La relazione educativa e il ruolo dei nonni 2.0

ITALIA. Essere anziani non è un merito, è un privilegio di destino.

Chi gode di tale privilegio ha però la doverosa opportunità di restituire agli altri, soprattutto ai giovani, il proprio vissuto fatto di sapienza accumulata, di errori perpetrati, di storie avvincenti o felicemente banali che si aggrovigliano e si dipanano nei ricordi più intimi. Ricordi che con l’avanzare degli anni diventano sempre più memorabili. Un po’ perché vengono meno i progetti, un po’ perché si tratta di ricordi ruspanti, vissuti respirando a pieni polmoni l’ingenuità e la durezza di epoche lontane dai furori mediatici e dalle illusorie esperienze digitali della nostra contemporaneità.

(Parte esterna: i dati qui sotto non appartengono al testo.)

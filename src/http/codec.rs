//! Combined HTTP client codec with independently removable halves.

use bytes::BytesMut;
use tokio_util::codec::{Decoder, Encoder};

use crate::handshake::protocol::HandshakeCodec;
use crate::http::request::{HttpRequestEncoder, RequestHead};
use crate::http::response::{HttpObject, HttpResponseDecoder};
use crate::http::CodecError;

/// Request encoder + response decoder sharing one pipeline stage.
///
/// Sent request methods are passed to the decoder so it can frame the
/// matching responses (a 2xx answer to CONNECT has no body).
#[derive(Debug)]
pub struct HttpClientCodec {
    encoder: Option<HttpRequestEncoder>,
    decoder: Option<HttpResponseDecoder>,
}

impl Default for HttpClientCodec {
    fn default() -> Self {
        Self::new()
    }
}

impl HttpClientCodec {
    pub fn new() -> Self {
        Self {
            encoder: Some(HttpRequestEncoder),
            decoder: Some(HttpResponseDecoder::new()),
        }
    }

    pub fn encoder(&self) -> Option<&HttpRequestEncoder> {
        self.encoder.as_ref()
    }

    pub fn decoder(&self) -> Option<&HttpResponseDecoder> {
        self.decoder.as_ref()
    }
}

impl Encoder<RequestHead> for HttpClientCodec {
    type Error = CodecError;

    fn encode(&mut self, item: RequestHead, dst: &mut BytesMut) -> Result<(), CodecError> {
        let encoder = self.encoder.as_mut().ok_or(CodecError::EncoderRemoved)?;
        if let Some(decoder) = self.decoder.as_mut() {
            decoder.push_request_method(item.method.clone());
        }
        encoder.encode(item, dst)
    }
}

impl Decoder for HttpClientCodec {
    type Item = HttpObject;
    type Error = CodecError;

    fn decode(&mut self, src: &mut BytesMut) -> Result<Option<HttpObject>, CodecError> {
        self.decoder
            .as_mut()
            .ok_or(CodecError::DecoderRemoved)?
            .decode(src)
    }

    fn decode_eof(&mut self, src: &mut BytesMut) -> Result<Option<HttpObject>, CodecError> {
        self.decoder
            .as_mut()
            .ok_or(CodecError::DecoderRemoved)?
            .decode_eof(src)
    }
}

impl HandshakeCodec for HttpClientCodec {
    type Request = RequestHead;
    type Response = HttpObject;
    type Error = CodecError;

    fn encode(&mut self, item: RequestHead, dst: &mut BytesMut) -> Result<(), CodecError> {
        Encoder::encode(self, item, dst)
    }

    fn decode(&mut self, src: &mut BytesMut) -> Result<Option<HttpObject>, CodecError> {
        Decoder::decode(self, src)
    }

    fn decode_eof(&mut self, src: &mut BytesMut) -> Result<Option<HttpObject>, CodecError> {
        Decoder::decode_eof(self, src)
    }

    fn remove_encoder(&mut self) -> bool {
        self.encoder.take().is_some()
    }

    fn remove_decoder(&mut self) -> bool {
        self.decoder.take().is_some()
    }

    fn has_encoder(&self) -> bool {
        self.encoder.is_some()
    }

    fn has_decoder(&self) -> bool {
        self.decoder.is_some()
    }
}

#[cfg(test)]
mod tests {
    use super::*;
    use http::{Method, Version};

    fn connect_head() -> RequestHead {
        RequestHead::new(Method::CONNECT, "example.com:443", Version::HTTP_10)
    }

    #[test]
    fn decoder_outlives_encoder() {
        let mut codec = HttpClientCodec::new();
        let mut out = BytesMut::new();
        Encoder::encode(&mut codec, connect_head(), &mut out).unwrap();

        assert!(HandshakeCodec::remove_encoder(&mut codec));
        assert!(!HandshakeCodec::remove_encoder(&mut codec));
        assert!(matches!(
            Encoder::encode(&mut codec, connect_head(), &mut out),
            Err(CodecError::EncoderRemoved)
        ));

        // The response only arrives after the encoder is gone.
        let mut src = BytesMut::from(&b"HTTP/1.0 200 OK\r\n\r\n"[..]);
        assert!(matches!(
            Decoder::decode(&mut codec, &mut src).unwrap(),
            Some(HttpObject::Head(_))
        ));
        assert!(matches!(
            Decoder::decode(&mut codec, &mut src).unwrap(),
            Some(HttpObject::LastContent(_))
        ));
    }

    #[test]
    fn removed_decoder_refuses_input() {
        let mut codec = HttpClientCodec::new();
        assert!(codec.decoder().is_some());
        assert!(HandshakeCodec::remove_decoder(&mut codec));
        assert!(codec.decoder().is_none());
        assert!(codec.encoder().is_some());
        let mut src = BytesMut::from(&b"HTTP/1.0 200 OK\r\n\r\n"[..]);
        assert!(matches!(
            Decoder::decode(&mut codec, &mut src),
            Err(CodecError::DecoderRemoved)
        ));
    }
}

Solo chi ha l’ulteriore privilegio di essere nonna o nonno può comprendere sino in fondo la bellezza di dare vita con i propri nipoti a una relazione in cui il dare e l’avere si contaminano a vicenda in un miracoloso arcobaleno di emozioni e reciproci apprendimenti, confondendo in modo fiabesco le età di chi ha denti removibili e chi da latte.

La nascita della festa dei nonni

Fu Marian McQuade, casalinga del West Virginia, nonna con 15 figli e 40 nipoti, la prima ad avere nel 1956 l’idea di dedicare una giornata nazionale alla festosa celebrazione degli anziani, con i quali lavorava. Ben ventidue anni dopo, nel 1978, l’allora Presidente americano Jimmy Carter proclamò che ogni prima domenica di settembre, dopo il Labor Day, fosse celebrata la festa nazionale dei nonni.

In Italia la festa dei nonni, istituita dal Parlamento nel 2005, cade il 2 ottobre, giorno in cui la Chiesa celebra gli angeli. Bello che sia così. I nonni, come gli angeli, a protezione della famiglia. Un patrimonio di amore e relazioni da preservare e da gestire con intelligenza, nell’assoluto rispetto dei ruoli.

La figura dei nonni moderni

La loro figura si è profondamente trasformata nel tempo. Tra i nonni di oggi, che hanno contribuito per decenni allo sviluppo economico del Paese, vi sono genitori ai quali è accollato l’onere di sostenere economicamente quei giovani, molti dei quali sposati e con figli, che hanno perso o non riescono a trovare lavoro e che vivono una mortificante condizione di precariato. Secondo una recente indagine Istat, il 37,8% dei nonni in pensione si occupa in modo sistematico dei nipoti quando i genitori lavorano. Si stima che se i nonni ricevessero uno stipendio, ammonterebbe a circa 2.350 euro mensili. I principali impegni consistono nell’accompagnare i nipoti o riprenderli all’asilo, a scuola, in palestra, dal medico, seguirli nei compiti.

Alcuni hanno fatto pace con internet e i social media quasi esclusivamente per avere maggiore complicità con i loro nipoti. Hanno infatti compreso che i ragazzi padroneggiano un alfabeto avveniristico che non solo loro, ma neppure i genitori e la scuola sanno usare in modo così disinvolto: sin troppo disinvolto e disarmato. L’impegno dei nuovi nonni 2.0, certamente non facile, è quello di ripristinare la simmetria sulla quale si basa da sempre la relazione educativa: un adulto che insegna, un giovane che impara; un adulto che impara, un giovane che insegna.

Questo sforzo intellettuale comprende anche la sollecitazione a discutere, la possibilità dei nonni, cioè, di avere più tempo da dedicare all’ascolto di ciò che i nipoti raccontano loro con gli occhi pieni di stupore e ingenuità. Anche quando raccontano in modo concitato i loro piccoli grandi problemi che sorgono a scuola con compagni e insegnanti e nella vita di ogni giorno. Tutto si rimpicciolisce quando viene tirato fuori. A volte basta il sorriso ironico di un vecchio nonno o quello dolcissimo di una nonna, per fare tornare a brillare gli occhi dei bambini.